本データベースは、特許庁の審決例をAIで解析・要約したものです。拒絶理由通知に対する意見書作成や、審判請求書等の作成時の参考としてお役立てください。

基本情報

審判番号異議2013−685006(T2013−685006/J7)
審判種別異議
結論敗訴(請求棄却)

結論テキスト

国際商標登録第1115138号商標の商標登録を維持する。

理由テキスト

第1 本件商標

本件国際登録第1115138号商標(以下「本件商標」という。)は、別掲1のとおりの構成からなり、2011年11月14日にPeople’s Republic of Chinaにおいてした商標登録出願に基づきパリ条約第4条による優先権を主張して、2012年(平成24年)2月13日に国際商標登録出願、第12類「Tires for vehicles.」を指定商品として、平成24年11月9日に登録査定、同25年2月1日に設定登録されたものである。

第2 登録異議の申立ての理由

登録異議申立人(以下「申立人」という。)は、本件商標が商標法第4条第1項第11号及び同項第15号に違反して登録されたものであるから、その登録は取り消されるべきであるとして、その理由を要旨以下のように述べ、証拠方法として甲第1号証ないし甲第15号証を提出した。

1 申立人が引用する登録商標

(1)登録第1028117号商標は、別掲2のとおりの構成からなり、昭和45年9月17日に登録出願、第12類に属する商標登録原簿記載のとおりの商品を指定商品として、同48年8月23日に設定登録され、その後、平成17年1月5日に指定商品を第12類「自動車並びにその部品及び附属品,二輪自動車・自転車並びにそれらの部品及び附属品,荷車」とする指定商品の書換登録がされ、現に有効に存続しているものである。
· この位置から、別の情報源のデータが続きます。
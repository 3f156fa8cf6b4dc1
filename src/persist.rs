// used for persistence
use rusqlite::{params, Connection};
use std::sync::{Arc, Mutex};
use chrono::{DateTime, Utc};

use lazy_static::lazy_static;
use regex::Regex;
use tracing::{debug, trace};

use crate::error::{ActiveTimeError, Result};
use crate::inflect::tableize;
use crate::scope::{DateRangeScope, EntityType, Record, Value};
use crate::settings::Settings;

// how timestamps are written to and compared in the database
pub const DB_FORMAT: &str = "%Y-%m-%d %H:%M:%S";

lazy_static! {
    static ref IDENTIFIER: Regex = Regex::new(r"^[A-Za-z_][A-Za-z0-9_]*$").unwrap();
}

/// Formats an instant the way the date range scope compares it, e.g.
/// `2008-11-14 00:00:00`.
pub fn db_format(instant: DateTime<Utc>) -> String {
    instant.format(DB_FORMAT).to_string()
}

// Table and column names are spliced into SQL, so only plain identifiers pass.
fn identifier(name: &str) -> Result<&str> {
    if IDENTIFIER.is_match(name) {
        Ok(name)
    } else {
        Err(ActiveTimeError::invalid(format!("'{name}' is not a valid identifier")))
    }
}

#[derive(Debug, Clone, PartialEq, Eq)]
pub enum PersistenceMode {
    InMemory,
    File(String),
}

// ------------- Persistence -------------
pub struct Persistor {
    db: Arc<Mutex<Connection>>,
}
impl Persistor {
    pub fn new(mode: PersistenceMode) -> Result<Self> {
        let connection = match &mode {
            PersistenceMode::InMemory => Connection::open_in_memory()?,
            PersistenceMode::File(path) => Connection::open(path)?,
        };
        debug!(?mode, "opened database");
        Ok(Self {
            db: Arc::new(Mutex::new(connection)),
        })
    }
    pub fn from_settings(settings: &Settings) -> Result<Self> {
        match &settings.database {
            Some(path) => Self::new(PersistenceMode::File(path.clone())),
            None => Self::new(PersistenceMode::InMemory),
        }
    }
    /// Runs schema or seed statements, separated by semicolons.
    pub fn execute_batch(&self, sql: &str) -> Result<()> {
        let connection = self.db.lock().map_err(|e| ActiveTimeError::Lock(e.to_string()))?;
        connection.execute_batch(sql)?;
        Ok(())
    }
    /// An entity type named `entity` backed by its tableized table, so
    /// `"ActivityEvent"` reads from `activity_events`.
    pub fn table(&self, entity: &str) -> Result<Table> {
        let table = tableize(entity);
        identifier(&table)?;
        Ok(Table {
            name: entity.to_string(),
            table,
            timestamp_column: None,
            db: Arc::clone(&self.db),
        })
    }
}

/// A persisted entity type. Tables support the date range scope.
pub struct Table {
    name: String,
    table: String,
    timestamp_column: Option<String>,
    db: Arc<Mutex<Connection>>,
}
impl Table {
    pub fn with_timestamp_column(mut self, column: &str) -> Result<Self> {
        self.timestamp_column = Some(identifier(column)?.to_string());
        Ok(self)
    }
    pub fn table_name(&self) -> &str {
        &self.table
    }
}

impl EntityType for Table {
    fn name(&self) -> &str {
        &self.name
    }
    fn timestamp_column(&self) -> Option<&str> {
        self.timestamp_column.as_deref()
    }
    fn date_range_scope(&self) -> Option<&dyn DateRangeScope> {
        Some(self)
    }
}

impl DateRangeScope for Table {
    fn in_date_range(
        &self,
        starting: DateTime<Utc>,
        ending: DateTime<Utc>,
        column: &str,
    ) -> Result<Vec<Record>> {
        let sql = format!(
            "select * from {} where {} between ?1 and ?2",
            self.table,
            identifier(column)?
        );
        trace!(%sql, %starting, %ending, "in_date_range");
        let connection = self.db.lock().map_err(|e| ActiveTimeError::Lock(e.to_string()))?;
        let mut statement = connection.prepare(&sql)?;
        let columns: Vec<String> = statement
            .column_names()
            .into_iter()
            .map(String::from)
            .collect();
        let rows = statement.query_map(params![db_format(starting), db_format(ending)], |row| {
            let mut record = Record::new(&self.name);
            for (i, column) in columns.iter().enumerate() {
                record.insert(column, row.get::<_, Value>(i)?);
            }
            Ok(record)
        })?;
        let records = rows.collect::<rusqlite::Result<Vec<Record>>>()?;
        debug!(entity = %self.name, column, count = records.len(), "in_date_range");
        Ok(records)
    }
}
(2)国際登録第944476号商標は、別掲3のとおりの構成からなり、2007年7月19日にItalyにおいてした商標登録出願に基づきパリ条約第4条による優先権を主張して、2007年(平成19年)9月14日に国際商標登録出願、第12類「Tyres;pneumatic,semi−pneumatic and solid tyres for vehicle wheels;wheels for vehicles,rims.」のほか、第37類及び第39類に属する国際登録に基づく商標権に係る商標登録原簿記載の役務を指定商品及び指定役務として、平成20年12月19日に設定登録され、現に有効に存続しているものである。

以下、上記引用する登録商標をまとめて「引用商標」という。

2 本件商標の商標法第4条第1項第11号該当性について

(1)本件商標について

本件商標は、別掲1のとおり、図案化した大文字を先頭に置いた2つの単語が看取され、左側の語は、「G」の変形度合いが小ぶりの欧文字3文字分の延長であり、比較的小さく、自然に「GOLD」の語が看取される。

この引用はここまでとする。